TASK INPUT =>

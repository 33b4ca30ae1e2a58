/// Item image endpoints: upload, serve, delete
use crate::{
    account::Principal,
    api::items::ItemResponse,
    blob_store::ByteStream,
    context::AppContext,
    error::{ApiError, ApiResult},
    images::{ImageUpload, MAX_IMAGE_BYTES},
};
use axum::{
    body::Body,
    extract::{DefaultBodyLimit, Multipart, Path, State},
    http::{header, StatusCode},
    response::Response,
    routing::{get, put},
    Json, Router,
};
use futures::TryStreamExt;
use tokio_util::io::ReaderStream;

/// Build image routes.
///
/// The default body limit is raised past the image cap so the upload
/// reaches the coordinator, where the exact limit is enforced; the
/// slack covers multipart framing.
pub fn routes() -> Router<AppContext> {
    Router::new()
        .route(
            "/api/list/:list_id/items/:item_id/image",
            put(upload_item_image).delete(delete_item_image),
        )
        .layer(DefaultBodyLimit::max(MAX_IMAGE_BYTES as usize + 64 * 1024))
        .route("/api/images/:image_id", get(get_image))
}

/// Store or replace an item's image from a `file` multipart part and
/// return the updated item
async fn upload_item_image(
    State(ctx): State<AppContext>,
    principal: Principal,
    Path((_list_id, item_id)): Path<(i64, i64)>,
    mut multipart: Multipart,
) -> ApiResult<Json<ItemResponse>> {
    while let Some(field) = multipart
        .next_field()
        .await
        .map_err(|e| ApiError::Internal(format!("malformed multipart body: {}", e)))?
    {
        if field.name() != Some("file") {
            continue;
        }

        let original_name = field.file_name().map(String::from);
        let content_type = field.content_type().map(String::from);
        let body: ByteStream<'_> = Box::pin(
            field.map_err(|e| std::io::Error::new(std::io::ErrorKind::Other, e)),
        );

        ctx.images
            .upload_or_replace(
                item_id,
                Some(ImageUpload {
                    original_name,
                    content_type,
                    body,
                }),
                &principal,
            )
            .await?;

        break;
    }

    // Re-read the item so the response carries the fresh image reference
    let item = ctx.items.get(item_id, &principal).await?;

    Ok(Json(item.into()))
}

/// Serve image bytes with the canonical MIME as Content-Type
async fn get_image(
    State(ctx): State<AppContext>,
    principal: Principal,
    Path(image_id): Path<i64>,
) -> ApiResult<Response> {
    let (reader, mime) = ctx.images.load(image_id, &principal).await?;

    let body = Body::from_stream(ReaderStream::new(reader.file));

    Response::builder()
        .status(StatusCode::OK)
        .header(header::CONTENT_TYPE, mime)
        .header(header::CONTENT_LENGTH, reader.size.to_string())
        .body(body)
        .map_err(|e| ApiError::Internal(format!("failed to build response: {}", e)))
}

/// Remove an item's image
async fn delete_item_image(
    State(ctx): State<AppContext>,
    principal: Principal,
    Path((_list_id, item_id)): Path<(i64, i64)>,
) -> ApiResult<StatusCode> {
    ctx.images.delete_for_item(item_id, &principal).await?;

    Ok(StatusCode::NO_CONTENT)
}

--

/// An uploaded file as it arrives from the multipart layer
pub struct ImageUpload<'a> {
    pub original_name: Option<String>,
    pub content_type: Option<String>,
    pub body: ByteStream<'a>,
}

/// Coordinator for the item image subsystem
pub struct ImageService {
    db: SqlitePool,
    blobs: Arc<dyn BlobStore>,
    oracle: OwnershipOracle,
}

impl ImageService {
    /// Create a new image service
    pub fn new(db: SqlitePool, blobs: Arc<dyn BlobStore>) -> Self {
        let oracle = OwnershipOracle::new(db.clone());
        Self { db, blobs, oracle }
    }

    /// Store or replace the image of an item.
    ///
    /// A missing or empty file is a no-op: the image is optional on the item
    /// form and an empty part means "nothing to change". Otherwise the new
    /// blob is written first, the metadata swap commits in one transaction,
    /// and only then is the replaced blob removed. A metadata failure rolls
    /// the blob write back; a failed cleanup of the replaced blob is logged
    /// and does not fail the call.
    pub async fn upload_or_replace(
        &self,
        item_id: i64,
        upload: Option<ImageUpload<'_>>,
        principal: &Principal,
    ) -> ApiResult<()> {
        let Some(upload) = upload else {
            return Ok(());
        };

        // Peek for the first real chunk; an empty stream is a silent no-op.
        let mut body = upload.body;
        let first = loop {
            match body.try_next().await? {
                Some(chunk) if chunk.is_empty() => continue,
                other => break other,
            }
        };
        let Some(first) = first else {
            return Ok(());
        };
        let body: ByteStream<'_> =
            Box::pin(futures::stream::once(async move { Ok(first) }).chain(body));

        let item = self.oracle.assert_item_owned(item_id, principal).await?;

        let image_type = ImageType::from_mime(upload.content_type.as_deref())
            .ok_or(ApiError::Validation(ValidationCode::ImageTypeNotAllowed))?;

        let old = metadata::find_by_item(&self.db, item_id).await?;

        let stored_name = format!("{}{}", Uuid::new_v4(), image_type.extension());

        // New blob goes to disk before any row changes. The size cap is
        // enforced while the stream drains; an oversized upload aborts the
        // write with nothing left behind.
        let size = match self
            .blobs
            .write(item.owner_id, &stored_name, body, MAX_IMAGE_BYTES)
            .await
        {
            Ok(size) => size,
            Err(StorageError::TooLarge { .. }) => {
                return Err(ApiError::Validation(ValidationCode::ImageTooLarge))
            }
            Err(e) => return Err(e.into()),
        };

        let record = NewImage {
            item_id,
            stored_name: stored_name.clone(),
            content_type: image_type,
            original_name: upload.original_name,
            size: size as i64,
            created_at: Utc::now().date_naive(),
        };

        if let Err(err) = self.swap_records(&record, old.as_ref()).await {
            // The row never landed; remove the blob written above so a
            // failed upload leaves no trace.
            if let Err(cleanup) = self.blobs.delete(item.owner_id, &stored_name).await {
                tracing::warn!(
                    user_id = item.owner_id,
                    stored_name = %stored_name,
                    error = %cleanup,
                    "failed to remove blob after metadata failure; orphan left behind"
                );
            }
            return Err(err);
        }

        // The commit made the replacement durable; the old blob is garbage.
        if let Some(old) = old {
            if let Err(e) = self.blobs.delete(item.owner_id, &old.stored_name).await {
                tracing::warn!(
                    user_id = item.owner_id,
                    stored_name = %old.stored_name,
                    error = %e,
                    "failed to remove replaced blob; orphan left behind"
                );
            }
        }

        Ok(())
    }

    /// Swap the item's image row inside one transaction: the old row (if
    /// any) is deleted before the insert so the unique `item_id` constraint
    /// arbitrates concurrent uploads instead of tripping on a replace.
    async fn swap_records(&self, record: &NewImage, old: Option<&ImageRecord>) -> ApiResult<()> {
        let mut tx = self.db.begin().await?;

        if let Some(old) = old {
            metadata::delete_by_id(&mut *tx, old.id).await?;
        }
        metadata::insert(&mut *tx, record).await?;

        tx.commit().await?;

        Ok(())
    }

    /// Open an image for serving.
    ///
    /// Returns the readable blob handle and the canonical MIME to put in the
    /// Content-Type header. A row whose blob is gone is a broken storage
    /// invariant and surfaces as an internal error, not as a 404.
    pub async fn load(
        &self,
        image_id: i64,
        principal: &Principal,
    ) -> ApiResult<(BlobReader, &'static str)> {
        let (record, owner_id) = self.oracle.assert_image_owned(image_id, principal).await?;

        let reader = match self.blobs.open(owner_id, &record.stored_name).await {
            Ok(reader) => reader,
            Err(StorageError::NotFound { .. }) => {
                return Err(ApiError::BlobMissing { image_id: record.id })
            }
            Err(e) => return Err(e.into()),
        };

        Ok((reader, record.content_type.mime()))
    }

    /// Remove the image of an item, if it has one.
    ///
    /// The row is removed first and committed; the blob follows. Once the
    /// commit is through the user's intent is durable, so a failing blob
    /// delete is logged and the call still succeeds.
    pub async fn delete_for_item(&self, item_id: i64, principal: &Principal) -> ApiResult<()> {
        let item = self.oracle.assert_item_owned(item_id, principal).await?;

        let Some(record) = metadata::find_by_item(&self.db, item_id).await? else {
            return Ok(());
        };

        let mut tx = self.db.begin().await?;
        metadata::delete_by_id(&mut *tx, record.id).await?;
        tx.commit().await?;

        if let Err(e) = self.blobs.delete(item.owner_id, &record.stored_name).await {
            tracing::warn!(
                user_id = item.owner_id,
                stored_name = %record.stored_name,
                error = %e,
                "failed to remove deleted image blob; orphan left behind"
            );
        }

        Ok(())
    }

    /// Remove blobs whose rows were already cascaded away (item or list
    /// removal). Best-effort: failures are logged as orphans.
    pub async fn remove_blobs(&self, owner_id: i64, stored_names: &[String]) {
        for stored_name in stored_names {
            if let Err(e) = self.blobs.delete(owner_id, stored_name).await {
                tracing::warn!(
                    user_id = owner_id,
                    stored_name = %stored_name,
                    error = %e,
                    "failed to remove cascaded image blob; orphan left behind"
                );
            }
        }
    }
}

---

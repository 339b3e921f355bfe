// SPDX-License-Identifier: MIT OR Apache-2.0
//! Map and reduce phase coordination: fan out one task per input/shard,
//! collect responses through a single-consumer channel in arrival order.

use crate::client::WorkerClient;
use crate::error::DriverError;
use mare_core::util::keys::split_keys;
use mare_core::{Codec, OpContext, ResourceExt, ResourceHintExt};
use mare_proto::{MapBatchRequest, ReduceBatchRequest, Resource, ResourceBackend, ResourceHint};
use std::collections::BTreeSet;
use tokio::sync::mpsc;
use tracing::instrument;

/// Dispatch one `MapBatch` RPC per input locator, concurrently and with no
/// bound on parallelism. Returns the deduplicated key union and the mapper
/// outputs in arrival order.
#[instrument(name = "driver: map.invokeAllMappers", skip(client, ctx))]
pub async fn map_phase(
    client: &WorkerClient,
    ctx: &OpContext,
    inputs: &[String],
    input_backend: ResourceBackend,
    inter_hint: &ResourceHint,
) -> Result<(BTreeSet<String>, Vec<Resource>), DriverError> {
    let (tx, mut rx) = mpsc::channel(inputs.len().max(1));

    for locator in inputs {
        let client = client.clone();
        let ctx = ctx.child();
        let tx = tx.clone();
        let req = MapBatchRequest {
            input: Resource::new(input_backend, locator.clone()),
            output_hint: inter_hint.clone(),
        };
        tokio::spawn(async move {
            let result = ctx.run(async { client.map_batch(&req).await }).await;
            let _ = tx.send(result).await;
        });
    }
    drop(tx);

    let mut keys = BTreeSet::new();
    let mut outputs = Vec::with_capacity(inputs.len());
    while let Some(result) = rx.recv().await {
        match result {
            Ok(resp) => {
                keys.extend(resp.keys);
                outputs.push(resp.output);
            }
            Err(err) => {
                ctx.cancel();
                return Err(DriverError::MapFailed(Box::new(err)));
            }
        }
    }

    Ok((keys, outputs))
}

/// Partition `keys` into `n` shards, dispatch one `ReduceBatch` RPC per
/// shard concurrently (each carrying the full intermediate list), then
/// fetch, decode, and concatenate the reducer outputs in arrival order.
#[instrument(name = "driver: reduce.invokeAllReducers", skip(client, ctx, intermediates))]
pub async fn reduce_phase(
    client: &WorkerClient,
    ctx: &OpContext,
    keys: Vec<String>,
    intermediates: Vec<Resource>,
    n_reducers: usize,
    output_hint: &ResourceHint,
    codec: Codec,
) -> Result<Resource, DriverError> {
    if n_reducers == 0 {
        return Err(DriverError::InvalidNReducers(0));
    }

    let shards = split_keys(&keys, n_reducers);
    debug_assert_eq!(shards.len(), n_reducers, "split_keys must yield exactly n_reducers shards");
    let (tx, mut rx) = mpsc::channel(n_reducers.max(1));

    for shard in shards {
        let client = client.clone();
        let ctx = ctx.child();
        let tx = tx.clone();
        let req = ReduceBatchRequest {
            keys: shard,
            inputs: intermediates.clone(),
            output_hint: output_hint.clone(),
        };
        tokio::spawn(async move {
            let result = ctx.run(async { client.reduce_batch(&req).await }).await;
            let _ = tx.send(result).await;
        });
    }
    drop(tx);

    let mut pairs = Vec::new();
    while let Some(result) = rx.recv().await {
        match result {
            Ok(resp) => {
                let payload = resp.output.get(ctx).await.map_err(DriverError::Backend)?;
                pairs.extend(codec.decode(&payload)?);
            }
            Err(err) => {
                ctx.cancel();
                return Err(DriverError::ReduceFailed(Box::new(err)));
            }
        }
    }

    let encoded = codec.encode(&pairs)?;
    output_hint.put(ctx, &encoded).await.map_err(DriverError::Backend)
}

YOUR TASK => Your answer must consist of every line from the listing that holds the string "ValidationCode".

TASK RESPONSE =>
            .ok_or(ApiError::Validation(ValidationCode::ImageTypeNotAllowed))?;
                return Err(ApiError::Validation(ValidationCode::ImageTooLarge))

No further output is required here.